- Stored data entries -
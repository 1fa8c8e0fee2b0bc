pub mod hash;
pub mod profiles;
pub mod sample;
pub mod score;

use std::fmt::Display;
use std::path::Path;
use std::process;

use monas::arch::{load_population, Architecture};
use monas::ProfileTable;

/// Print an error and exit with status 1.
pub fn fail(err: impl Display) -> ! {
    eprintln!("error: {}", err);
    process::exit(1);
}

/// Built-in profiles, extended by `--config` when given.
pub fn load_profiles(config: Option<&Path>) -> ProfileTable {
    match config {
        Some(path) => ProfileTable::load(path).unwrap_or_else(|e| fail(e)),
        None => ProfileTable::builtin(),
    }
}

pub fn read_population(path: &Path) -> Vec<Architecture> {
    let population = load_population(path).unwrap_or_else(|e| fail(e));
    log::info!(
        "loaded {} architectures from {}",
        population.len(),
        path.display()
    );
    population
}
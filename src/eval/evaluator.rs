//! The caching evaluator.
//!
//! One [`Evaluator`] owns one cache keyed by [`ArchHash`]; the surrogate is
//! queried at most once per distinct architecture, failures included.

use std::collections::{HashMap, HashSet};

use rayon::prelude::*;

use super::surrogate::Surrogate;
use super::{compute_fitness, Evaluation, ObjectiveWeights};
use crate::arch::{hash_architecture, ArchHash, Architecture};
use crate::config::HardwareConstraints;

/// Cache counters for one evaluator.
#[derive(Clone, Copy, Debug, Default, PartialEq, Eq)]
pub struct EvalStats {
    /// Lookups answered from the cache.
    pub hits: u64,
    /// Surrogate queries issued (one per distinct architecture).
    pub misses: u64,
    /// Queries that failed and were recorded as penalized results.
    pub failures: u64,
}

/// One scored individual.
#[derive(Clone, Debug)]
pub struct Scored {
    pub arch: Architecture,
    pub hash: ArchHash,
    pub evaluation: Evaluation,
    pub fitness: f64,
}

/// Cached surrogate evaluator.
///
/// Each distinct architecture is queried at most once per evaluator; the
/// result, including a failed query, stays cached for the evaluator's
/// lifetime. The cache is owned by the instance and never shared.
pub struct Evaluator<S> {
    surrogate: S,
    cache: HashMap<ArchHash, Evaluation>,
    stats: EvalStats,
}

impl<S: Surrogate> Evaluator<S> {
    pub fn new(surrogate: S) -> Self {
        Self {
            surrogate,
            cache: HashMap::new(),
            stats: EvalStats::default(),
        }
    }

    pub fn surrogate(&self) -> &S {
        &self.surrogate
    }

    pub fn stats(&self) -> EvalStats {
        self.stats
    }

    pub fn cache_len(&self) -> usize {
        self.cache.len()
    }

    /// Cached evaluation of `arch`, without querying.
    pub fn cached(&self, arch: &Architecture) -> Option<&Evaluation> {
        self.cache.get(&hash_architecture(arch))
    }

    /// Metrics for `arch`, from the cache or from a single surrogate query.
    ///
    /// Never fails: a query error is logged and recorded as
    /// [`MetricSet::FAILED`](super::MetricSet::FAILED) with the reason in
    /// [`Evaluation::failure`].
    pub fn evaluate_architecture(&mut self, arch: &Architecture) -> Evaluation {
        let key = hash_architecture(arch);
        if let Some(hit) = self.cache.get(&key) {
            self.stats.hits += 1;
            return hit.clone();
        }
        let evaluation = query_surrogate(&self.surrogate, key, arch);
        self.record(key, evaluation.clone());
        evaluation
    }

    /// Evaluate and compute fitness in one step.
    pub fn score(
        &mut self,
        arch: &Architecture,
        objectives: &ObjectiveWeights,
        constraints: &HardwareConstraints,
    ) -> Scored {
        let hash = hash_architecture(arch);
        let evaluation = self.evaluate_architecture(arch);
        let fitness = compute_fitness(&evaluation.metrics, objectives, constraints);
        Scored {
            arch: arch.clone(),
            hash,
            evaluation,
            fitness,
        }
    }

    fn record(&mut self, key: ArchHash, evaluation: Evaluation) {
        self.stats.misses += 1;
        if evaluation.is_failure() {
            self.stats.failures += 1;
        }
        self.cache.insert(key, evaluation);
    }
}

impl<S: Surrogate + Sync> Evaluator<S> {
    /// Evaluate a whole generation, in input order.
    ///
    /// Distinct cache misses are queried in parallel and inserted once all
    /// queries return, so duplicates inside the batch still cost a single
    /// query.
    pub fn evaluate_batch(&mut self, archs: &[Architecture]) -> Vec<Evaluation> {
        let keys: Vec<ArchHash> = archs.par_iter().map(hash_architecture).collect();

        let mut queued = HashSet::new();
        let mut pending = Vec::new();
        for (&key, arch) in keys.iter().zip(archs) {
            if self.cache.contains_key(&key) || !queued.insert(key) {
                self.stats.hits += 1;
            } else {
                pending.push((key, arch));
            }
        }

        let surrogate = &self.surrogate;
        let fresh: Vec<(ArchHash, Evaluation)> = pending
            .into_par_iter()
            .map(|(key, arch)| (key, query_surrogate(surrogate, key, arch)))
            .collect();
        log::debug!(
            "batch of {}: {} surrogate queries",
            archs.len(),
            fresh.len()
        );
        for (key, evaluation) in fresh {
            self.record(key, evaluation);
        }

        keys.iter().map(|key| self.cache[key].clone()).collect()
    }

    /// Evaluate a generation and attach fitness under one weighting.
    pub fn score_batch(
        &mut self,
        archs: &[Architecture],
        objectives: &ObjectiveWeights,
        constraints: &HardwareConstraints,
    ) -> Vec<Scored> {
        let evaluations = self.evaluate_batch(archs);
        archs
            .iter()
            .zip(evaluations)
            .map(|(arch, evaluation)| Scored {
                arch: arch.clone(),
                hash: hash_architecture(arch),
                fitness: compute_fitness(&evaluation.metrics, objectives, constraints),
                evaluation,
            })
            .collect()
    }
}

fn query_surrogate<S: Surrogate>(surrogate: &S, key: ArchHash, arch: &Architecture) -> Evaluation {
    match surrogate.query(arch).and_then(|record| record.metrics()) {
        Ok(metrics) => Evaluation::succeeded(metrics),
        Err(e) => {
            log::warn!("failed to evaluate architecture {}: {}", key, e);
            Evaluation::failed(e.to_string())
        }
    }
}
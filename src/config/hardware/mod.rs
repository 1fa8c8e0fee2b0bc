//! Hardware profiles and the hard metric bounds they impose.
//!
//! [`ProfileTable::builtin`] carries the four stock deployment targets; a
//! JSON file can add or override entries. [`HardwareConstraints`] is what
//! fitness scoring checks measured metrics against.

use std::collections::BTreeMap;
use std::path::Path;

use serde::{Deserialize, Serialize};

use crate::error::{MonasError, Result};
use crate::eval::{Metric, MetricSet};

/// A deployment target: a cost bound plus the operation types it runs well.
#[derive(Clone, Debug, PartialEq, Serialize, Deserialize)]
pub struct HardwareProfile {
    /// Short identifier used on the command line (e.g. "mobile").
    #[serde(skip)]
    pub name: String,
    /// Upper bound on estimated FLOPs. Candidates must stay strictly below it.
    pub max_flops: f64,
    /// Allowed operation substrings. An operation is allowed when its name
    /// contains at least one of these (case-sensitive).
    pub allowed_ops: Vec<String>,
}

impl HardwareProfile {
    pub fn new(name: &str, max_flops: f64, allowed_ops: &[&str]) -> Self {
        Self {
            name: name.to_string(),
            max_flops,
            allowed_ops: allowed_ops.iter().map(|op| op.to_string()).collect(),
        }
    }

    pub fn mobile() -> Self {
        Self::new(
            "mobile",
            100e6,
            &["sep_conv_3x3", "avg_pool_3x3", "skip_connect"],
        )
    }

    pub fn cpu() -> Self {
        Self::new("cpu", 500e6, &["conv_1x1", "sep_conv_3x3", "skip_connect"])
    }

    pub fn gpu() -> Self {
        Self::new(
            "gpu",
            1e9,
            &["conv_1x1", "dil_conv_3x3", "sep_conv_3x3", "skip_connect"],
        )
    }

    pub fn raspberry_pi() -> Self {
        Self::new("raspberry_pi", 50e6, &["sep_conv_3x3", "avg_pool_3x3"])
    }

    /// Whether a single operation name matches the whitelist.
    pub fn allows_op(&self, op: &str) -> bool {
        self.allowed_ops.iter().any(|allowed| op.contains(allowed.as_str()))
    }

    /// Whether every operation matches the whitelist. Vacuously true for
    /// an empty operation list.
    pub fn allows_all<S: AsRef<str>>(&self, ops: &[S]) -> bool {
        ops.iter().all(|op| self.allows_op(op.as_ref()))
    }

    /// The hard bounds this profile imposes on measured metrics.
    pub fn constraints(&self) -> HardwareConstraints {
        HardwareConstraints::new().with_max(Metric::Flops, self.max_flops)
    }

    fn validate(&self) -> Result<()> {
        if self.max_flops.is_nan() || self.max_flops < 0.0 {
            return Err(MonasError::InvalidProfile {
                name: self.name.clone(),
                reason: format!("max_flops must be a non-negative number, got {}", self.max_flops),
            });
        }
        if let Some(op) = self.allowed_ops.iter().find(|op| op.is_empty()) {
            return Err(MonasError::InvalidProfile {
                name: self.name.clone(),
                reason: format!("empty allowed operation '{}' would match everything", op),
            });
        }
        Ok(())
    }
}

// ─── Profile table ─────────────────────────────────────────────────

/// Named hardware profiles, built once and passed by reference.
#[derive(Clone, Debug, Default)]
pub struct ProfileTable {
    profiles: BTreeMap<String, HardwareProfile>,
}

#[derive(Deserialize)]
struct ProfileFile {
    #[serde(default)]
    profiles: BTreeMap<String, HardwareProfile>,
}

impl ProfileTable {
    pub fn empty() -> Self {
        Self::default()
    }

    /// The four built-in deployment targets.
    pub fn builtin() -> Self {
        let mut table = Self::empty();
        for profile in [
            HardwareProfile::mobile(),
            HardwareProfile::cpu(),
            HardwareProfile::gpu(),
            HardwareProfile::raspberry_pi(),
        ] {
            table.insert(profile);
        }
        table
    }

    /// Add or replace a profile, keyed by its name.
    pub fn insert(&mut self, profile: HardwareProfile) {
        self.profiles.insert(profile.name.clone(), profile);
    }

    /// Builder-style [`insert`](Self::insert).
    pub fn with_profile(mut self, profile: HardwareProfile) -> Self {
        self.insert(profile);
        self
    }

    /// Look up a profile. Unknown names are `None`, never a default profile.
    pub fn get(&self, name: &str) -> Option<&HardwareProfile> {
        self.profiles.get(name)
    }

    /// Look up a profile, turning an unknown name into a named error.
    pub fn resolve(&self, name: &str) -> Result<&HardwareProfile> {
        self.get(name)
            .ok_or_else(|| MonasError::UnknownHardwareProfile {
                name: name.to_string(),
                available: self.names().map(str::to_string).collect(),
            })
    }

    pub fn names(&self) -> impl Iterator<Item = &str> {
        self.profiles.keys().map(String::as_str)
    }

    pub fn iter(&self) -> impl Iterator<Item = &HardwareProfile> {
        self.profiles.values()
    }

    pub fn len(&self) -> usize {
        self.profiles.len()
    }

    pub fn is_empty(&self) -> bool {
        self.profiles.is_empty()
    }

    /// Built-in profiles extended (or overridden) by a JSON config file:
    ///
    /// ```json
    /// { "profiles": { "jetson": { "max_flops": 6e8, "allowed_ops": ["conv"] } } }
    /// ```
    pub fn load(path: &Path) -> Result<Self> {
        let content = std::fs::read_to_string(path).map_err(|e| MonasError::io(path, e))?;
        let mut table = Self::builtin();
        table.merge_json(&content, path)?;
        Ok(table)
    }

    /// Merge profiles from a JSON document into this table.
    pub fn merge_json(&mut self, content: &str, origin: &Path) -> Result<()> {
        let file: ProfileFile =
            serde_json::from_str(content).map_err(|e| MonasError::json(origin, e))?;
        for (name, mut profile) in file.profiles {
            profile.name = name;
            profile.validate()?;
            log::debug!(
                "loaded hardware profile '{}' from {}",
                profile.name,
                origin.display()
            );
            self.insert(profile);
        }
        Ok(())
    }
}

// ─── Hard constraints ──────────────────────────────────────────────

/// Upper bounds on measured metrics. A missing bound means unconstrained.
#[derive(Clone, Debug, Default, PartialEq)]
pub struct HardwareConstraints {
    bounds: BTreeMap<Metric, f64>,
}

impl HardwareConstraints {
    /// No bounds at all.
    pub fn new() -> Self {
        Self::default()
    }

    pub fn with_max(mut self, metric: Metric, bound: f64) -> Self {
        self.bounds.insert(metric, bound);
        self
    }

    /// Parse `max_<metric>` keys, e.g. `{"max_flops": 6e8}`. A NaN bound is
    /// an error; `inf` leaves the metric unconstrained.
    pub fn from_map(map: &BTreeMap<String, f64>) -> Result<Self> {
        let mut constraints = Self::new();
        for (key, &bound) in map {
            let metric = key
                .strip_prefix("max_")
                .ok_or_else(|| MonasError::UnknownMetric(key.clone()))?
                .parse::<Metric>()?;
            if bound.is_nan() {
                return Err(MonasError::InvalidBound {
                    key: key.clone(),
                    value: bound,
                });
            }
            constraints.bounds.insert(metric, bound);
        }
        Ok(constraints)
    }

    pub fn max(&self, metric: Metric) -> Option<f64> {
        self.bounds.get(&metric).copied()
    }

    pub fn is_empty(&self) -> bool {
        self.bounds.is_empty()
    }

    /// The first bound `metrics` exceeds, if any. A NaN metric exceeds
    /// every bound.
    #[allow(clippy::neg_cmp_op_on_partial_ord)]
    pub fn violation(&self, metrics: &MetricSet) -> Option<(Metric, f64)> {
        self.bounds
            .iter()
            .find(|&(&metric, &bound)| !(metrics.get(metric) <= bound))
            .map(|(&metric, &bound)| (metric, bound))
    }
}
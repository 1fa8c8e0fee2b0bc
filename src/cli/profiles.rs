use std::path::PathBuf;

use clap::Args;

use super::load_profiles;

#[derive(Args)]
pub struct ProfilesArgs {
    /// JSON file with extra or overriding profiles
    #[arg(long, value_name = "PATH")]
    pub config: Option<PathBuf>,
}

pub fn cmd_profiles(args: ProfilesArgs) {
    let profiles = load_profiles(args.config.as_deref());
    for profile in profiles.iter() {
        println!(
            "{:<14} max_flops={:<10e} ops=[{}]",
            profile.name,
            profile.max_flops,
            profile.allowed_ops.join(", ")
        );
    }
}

- Task statement -
Please set down exactly the lines running from the one with "#[derive(Args)]" to the last line of the entries above, both of them included, and no others.

- Response to the task -
#[derive(Args)]
pub struct ProfilesArgs {
    /// JSON file with extra or overriding profiles
    #[arg(long, value_name = "PATH")]
    pub config: Option<PathBuf>,
}

pub fn cmd_profiles(args: ProfilesArgs) {
    let profiles = load_profiles(args.config.as_deref());
    for profile in profiles.iter() {
        println!(
            "{:<14} max_flops={:<10e} ops=[{}]",
            profile.name,
            profile.max_flops,
            profile.allowed_ops.join(", ")
        );
    }
}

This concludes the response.